### TRY IT
Below are some records. How many of their lines contain the string "push"? Answer with the number alone.

━━━ SOURCE DATA ━━━

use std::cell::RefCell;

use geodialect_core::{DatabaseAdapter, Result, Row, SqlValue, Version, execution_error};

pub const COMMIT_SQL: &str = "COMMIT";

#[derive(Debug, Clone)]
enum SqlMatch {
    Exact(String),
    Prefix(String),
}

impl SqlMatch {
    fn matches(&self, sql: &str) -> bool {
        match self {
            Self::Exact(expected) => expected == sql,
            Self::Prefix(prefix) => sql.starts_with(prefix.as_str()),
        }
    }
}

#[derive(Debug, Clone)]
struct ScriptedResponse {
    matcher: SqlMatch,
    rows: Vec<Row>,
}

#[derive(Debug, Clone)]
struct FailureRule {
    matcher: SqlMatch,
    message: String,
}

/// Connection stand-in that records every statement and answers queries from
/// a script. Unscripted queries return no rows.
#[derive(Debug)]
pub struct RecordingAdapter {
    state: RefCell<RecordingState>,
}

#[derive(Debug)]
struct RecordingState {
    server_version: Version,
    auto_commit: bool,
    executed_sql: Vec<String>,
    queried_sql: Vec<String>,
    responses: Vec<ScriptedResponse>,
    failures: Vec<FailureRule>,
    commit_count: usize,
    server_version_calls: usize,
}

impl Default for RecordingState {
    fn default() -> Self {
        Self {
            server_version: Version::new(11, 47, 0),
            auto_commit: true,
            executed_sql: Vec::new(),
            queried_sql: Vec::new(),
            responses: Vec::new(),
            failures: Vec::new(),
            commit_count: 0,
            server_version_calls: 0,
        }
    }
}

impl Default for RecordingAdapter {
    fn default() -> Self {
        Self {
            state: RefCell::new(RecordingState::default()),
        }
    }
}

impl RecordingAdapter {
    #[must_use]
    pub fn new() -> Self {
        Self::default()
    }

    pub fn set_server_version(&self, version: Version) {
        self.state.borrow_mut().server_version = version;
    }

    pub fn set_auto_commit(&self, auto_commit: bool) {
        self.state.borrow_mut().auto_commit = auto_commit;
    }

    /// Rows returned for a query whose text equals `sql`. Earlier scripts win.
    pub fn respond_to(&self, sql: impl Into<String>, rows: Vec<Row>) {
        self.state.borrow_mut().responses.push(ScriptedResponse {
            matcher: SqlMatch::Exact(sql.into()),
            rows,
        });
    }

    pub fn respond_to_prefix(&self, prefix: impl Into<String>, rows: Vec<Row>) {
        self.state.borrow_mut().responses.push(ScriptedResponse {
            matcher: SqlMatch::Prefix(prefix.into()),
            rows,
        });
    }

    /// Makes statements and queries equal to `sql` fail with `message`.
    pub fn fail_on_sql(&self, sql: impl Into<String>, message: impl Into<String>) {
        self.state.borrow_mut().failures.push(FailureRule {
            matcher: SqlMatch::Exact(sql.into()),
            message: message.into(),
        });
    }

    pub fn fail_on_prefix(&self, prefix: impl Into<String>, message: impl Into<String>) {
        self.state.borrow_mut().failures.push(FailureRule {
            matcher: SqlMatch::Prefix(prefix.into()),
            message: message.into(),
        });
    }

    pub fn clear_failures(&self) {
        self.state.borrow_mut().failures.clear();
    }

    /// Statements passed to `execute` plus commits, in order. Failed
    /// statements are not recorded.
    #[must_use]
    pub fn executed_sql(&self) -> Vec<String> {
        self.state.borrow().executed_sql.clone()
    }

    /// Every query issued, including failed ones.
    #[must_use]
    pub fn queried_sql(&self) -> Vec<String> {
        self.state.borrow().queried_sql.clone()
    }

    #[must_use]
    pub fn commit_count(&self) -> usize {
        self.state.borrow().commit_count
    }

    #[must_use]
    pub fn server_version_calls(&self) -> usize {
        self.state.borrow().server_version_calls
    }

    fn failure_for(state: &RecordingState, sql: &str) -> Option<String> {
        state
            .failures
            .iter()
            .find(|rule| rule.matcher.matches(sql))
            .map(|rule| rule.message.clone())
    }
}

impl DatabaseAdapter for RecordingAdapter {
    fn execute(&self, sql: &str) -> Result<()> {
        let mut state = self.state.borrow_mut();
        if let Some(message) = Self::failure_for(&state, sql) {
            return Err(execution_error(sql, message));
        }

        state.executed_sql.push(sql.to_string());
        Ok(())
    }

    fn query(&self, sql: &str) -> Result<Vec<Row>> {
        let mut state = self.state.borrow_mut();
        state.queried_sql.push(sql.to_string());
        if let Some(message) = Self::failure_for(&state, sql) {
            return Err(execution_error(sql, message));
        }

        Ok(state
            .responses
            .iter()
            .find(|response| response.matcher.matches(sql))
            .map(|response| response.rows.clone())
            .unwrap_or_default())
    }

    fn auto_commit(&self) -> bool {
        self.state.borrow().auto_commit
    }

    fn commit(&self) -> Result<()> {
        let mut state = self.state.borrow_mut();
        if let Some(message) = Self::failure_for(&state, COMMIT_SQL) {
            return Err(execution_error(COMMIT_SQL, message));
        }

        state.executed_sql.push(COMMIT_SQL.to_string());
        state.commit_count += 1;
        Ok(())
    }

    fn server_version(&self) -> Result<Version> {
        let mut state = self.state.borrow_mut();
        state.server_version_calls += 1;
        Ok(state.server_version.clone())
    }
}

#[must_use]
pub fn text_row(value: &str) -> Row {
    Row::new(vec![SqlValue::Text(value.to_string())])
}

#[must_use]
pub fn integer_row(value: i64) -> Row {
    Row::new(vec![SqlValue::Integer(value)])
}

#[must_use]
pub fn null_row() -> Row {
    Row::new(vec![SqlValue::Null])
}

━━━
━━━ SOURCE DATA ━━━

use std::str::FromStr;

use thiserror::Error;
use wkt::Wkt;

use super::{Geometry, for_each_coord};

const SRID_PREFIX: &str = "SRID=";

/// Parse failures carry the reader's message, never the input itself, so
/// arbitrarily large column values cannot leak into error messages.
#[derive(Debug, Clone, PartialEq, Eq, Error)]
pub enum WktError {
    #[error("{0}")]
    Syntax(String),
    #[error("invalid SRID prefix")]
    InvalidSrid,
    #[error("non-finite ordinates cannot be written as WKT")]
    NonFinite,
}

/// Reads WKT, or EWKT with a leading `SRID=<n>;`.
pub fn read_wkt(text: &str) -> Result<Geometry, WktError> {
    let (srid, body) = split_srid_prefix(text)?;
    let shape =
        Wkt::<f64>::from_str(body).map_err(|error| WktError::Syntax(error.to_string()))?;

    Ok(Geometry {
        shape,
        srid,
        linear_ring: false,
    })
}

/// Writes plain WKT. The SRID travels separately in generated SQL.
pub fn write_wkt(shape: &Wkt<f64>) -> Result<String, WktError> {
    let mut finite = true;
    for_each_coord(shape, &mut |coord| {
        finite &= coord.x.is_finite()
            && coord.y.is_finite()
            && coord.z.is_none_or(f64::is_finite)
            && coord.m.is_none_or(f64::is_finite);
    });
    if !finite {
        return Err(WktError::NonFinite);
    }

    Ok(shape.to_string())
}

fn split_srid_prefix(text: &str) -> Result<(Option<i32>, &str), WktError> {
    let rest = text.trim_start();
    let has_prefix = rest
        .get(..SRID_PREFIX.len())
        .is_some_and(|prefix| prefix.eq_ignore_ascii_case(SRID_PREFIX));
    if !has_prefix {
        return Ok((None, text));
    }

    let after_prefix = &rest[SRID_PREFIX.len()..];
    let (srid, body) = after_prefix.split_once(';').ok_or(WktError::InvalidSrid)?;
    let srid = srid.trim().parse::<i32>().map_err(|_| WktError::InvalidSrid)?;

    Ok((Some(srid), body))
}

━━━

### EXERCISE ANSWER
7